BEGIN Data for review

impl Operation {
    pub const VERBS: [Operation; 18] = [
        Operation::Get,
        Operation::Put,
        Operation::Transfer,
        Operation::Mkdir,
        Operation::Rmdir,
        Operation::Delete,
        Operation::Move,
        Operation::Chmod,
        Operation::List,
        Operation::VerboseList,
        Operation::MachineList,
        Operation::Mlst,
        Operation::Stat,
        Operation::Cwd,
        Operation::Size,
        Operation::Mdtm,
        Operation::Cksm,
        Operation::Feat,
    ];

    pub fn name(self) -> &'static str {
        match self {
            Operation::Idle => "idle",
            Operation::Get => "get",
            Operation::Put => "put",
            Operation::Transfer => "third_party_transfer",
            Operation::Mkdir => "mkdir",
            Operation::Rmdir => "rmdir",
            Operation::Delete => "delete",
            Operation::Move => "move",
            Operation::Chmod => "chmod",
            Operation::List => "list",
            Operation::VerboseList => "verbose_list",
            Operation::MachineList => "machine_list",
            Operation::Mlst => "mlst",
            Operation::Stat => "stat",
            Operation::Cwd => "cwd",
            Operation::Size => "size",
            Operation::Mdtm => "modification_time",
            Operation::Cksm => "cksm",
            Operation::Feat => "feat",
        }
    }

    /// Verbs whose data comes back to the client over a data channel.
    pub fn is_retrieve(self) -> bool {
        matches!(
            self,
            Operation::Get | Operation::List | Operation::VerboseList | Operation::MachineList
        )
    }

    pub fn uses_data_channel(self) -> bool {
        self.is_retrieve() || matches!(self, Operation::Put | Operation::Transfer)
    }
}

impl fmt::Display for Operation {
    fn fmt(&self, f: &mut fmt::Formatter<'_>) -> fmt::Result {
        f.write_str(self.name())
    }
}

/// Where the current operation is, seen from the handle.
#[derive(Debug, Clone, Copy, PartialEq, Eq)]
pub enum HandleState {
    Start,
    SourceConnect,
    SourceSetupConnection,
    SourceListOrRetrieve,
    DestConnect,
    DestSetupConnection,
    DestStoreOrEsto,
    ThirdPartyTransfer,
    /// One side of a third-party transfer has answered; waiting on the other.
    ThirdPartyTransferOneComplete,
    Abort,
    Restart,
    Failure,
    Finalize,
}

/// What a successful operation produced.
#[derive(Debug, Clone, PartialEq)]
pub enum Completion {
    Done,
    Size(u64),
    ModificationTime(DateTime<Utc>),
    Checksum(String),
    /// The MLST fact line.
    Mlst(String),
    Stat(String),
    /// Directory the server reported, when it quoted one.
    Cwd(Option<String>),
    Features(Features),
}

pub type CompletionCallback = Box<dyn FnOnce(Result<Completion, ClientError>) + Send>;

/// Arguments of a pending restart, consumed once by the restart timer.
#[derive(Debug, Clone)]
struct RestartInfo {
    source_url: Option<FtpUrl>,
    source_attr: Option<OperationAttributes>,
    dest_url: Option<FtpUrl>,
    dest_attr: Option<OperationAttributes>,
    marker: RestartMarker,
    when: Instant,
}

#[derive(Debug, Clone, Copy, PartialEq, Eq)]
enum Side {
    Source,
    Dest,
}

impl Side {
    fn other(self) -> Side {
        match self {
            Side::Source => Side::Dest,
            Side::Dest => Side::Source,
        }
    }
}
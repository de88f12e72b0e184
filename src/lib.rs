//! GridFTP client session engine.
//!
//! A [`Handle`] runs one file operation at a time against `ftp://`,
//! `gsiftp://` and `sshftp://` servers: it opens and authenticates control
//! connections, negotiates transfer parameters, drives the data channel and
//! reports the outcome through a completion callback. Connections can be
//! cached between operations, plugins observe every protocol event and may
//! restart or abort the operation in flight.

pub mod attr;
pub mod cache;
pub mod cli;
pub mod command;
pub mod config;
pub mod control;
pub mod data;
pub mod error;
pub mod features;
pub mod handle;
pub mod logging;
pub mod plugin;
pub mod plugins;
pub mod reactor;
pub mod reply;
pub mod restart_marker;
pub mod shutdown;
pub mod target;
pub mod url;

pub use attr::OperationAttributes;
pub use cli::parse_args;
pub use config::EngineConfig;
pub use error::ClientError;
pub use handle::{Completion, Handle, HandleState, Operation};
pub use logging::{log, log_handle, set_log_file};
pub use plugin::{Plugin, PluginEvent};
pub use restart_marker::RestartMarker;

/// Name used in usage and version output
pub const PROGRAM_NAME: &str = "gridftp-client";

/// Current version of the program (from Cargo.toml)
pub const PROGRAM_VERSION: &str = env!("CARGO_PKG_VERSION");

END Data for review

→ **Assignment**: An exact copy of all the entries is the required answer.

→ **Answer to this exercise**:
impl Operation {
    pub const VERBS: [Operation; 18] = [
        Operation::Get,
        Operation::Put,
        Operation::Transfer,
        Operation::Mkdir,
        Operation::Rmdir,
        Operation::Delete,
        Operation::Move,
        Operation::Chmod,
        Operation::List,
        Operation::VerboseList,
        Operation::MachineList,
        Operation::Mlst,
        Operation::Stat,
        Operation::Cwd,
        Operation::Size,
        Operation::Mdtm,
        Operation::Cksm,
        Operation::Feat,
    ];

    pub fn name(self) -> &'static str {
        match self {
            Operation::Idle => "idle",
            Operation::Get => "get",
            Operation::Put => "put",
            Operation::Transfer => "third_party_transfer",
            Operation::Mkdir => "mkdir",
            Operation::Rmdir => "rmdir",
            Operation::Delete => "delete",
            Operation::Move => "move",
            Operation::Chmod => "chmod",
            Operation::List => "list",
            Operation::VerboseList => "verbose_list",
            Operation::MachineList => "machine_list",
            Operation::Mlst => "mlst",
            Operation::Stat => "stat",
            Operation::Cwd => "cwd",
            Operation::Size => "size",
            Operation::Mdtm => "modification_time",
            Operation::Cksm => "cksm",
            Operation::Feat => "feat",
        }
    }

    /// Verbs whose data comes back to the client over a data channel.
    pub fn is_retrieve(self) -> bool {
        matches!(
            self,
            Operation::Get | Operation::List | Operation::VerboseList | Operation::MachineList
        )
    }

    pub fn uses_data_channel(self) -> bool {
        self.is_retrieve() || matches!(self, Operation::Put | Operation::Transfer)
    }
}

impl fmt::Display for Operation {
    fn fmt(&self, f: &mut fmt::Formatter<'_>) -> fmt::Result {
        f.write_str(self.name())
    }
}

/// Where the current operation is, seen from the handle.
#[derive(Debug, Clone, Copy, PartialEq, Eq)]
pub enum HandleState {
    Start,
    SourceConnect,
    SourceSetupConnection,
    SourceListOrRetrieve,
    DestConnect,
    DestSetupConnection,
    DestStoreOrEsto,
    ThirdPartyTransfer,
    /// One side of a third-party transfer has answered; waiting on the other.
    ThirdPartyTransferOneComplete,
    Abort,
    Restart,
    Failure,
    Finalize,
}

/// What a successful operation produced.
#[derive(Debug, Clone, PartialEq)]
pub enum Completion {
    Done,
    Size(u64),
    ModificationTime(DateTime<Utc>),
    Checksum(String),
    /// The MLST fact line.
    Mlst(String),
    Stat(String),
    /// Directory the server reported, when it quoted one.
    Cwd(Option<String>),
    Features(Features),
}

pub type CompletionCallback = Box<dyn FnOnce(Result<Completion, ClientError>) + Send>;

/// Arguments of a pending restart, consumed once by the restart timer.
#[derive(Debug, Clone)]
struct RestartInfo {
    source_url: Option<FtpUrl>,
    source_attr: Option<OperationAttributes>,
    dest_url: Option<FtpUrl>,
    dest_attr: Option<OperationAttributes>,
    marker: RestartMarker,
    when: Instant,
}

#[derive(Debug, Clone, Copy, PartialEq, Eq)]
enum Side {
    Source,
    Dest,
}

impl Side {
    fn other(self) -> Side {
        match self {
            Side::Source => Side::Dest,
            Side::Dest => Side::Source,
        }
    }
}
repository de88f12e72b0e184
filename src/lib.rs
//! GridFTP client session engine.
//!
//! A [`Handle`] runs one file operation at a time against `ftp://`,
//! `gsiftp://` and `sshftp://` servers: it opens and authenticates control
//! connections, negotiates transfer parameters, drives the data channel and
//! reports the outcome through a completion callback. Connections can be
//! cached between operations, plugins observe every protocol event and may
//! restart or abort the operation in flight.

pub mod attr;
pub mod cache;
pub mod cli;
pub mod command;
pub mod config;
pub mod control;
pub mod data;
pub mod error;
pub mod features;
pub mod handle;
pub mod logging;
pub mod plugin;
pub mod plugins;
pub mod reactor;
pub mod reply;
pub mod restart_marker;
pub mod shutdown;
pub mod target;
pub mod url;

pub use attr::OperationAttributes;
pub use cli::parse_args;
pub use config::EngineConfig;
pub use error::ClientError;
pub use handle::{Completion, Handle, HandleState, Operation};
pub use logging::{log, log_handle, set_log_file};
pub use plugin::{Plugin, PluginEvent};
pub use restart_marker::RestartMarker;

/// Name used in usage and version output
pub const PROGRAM_NAME: &str = "gridftp-client";

/// Current version of the program (from Cargo.toml)
pub const PROGRAM_VERSION: &str = env!("CARGO_PKG_VERSION");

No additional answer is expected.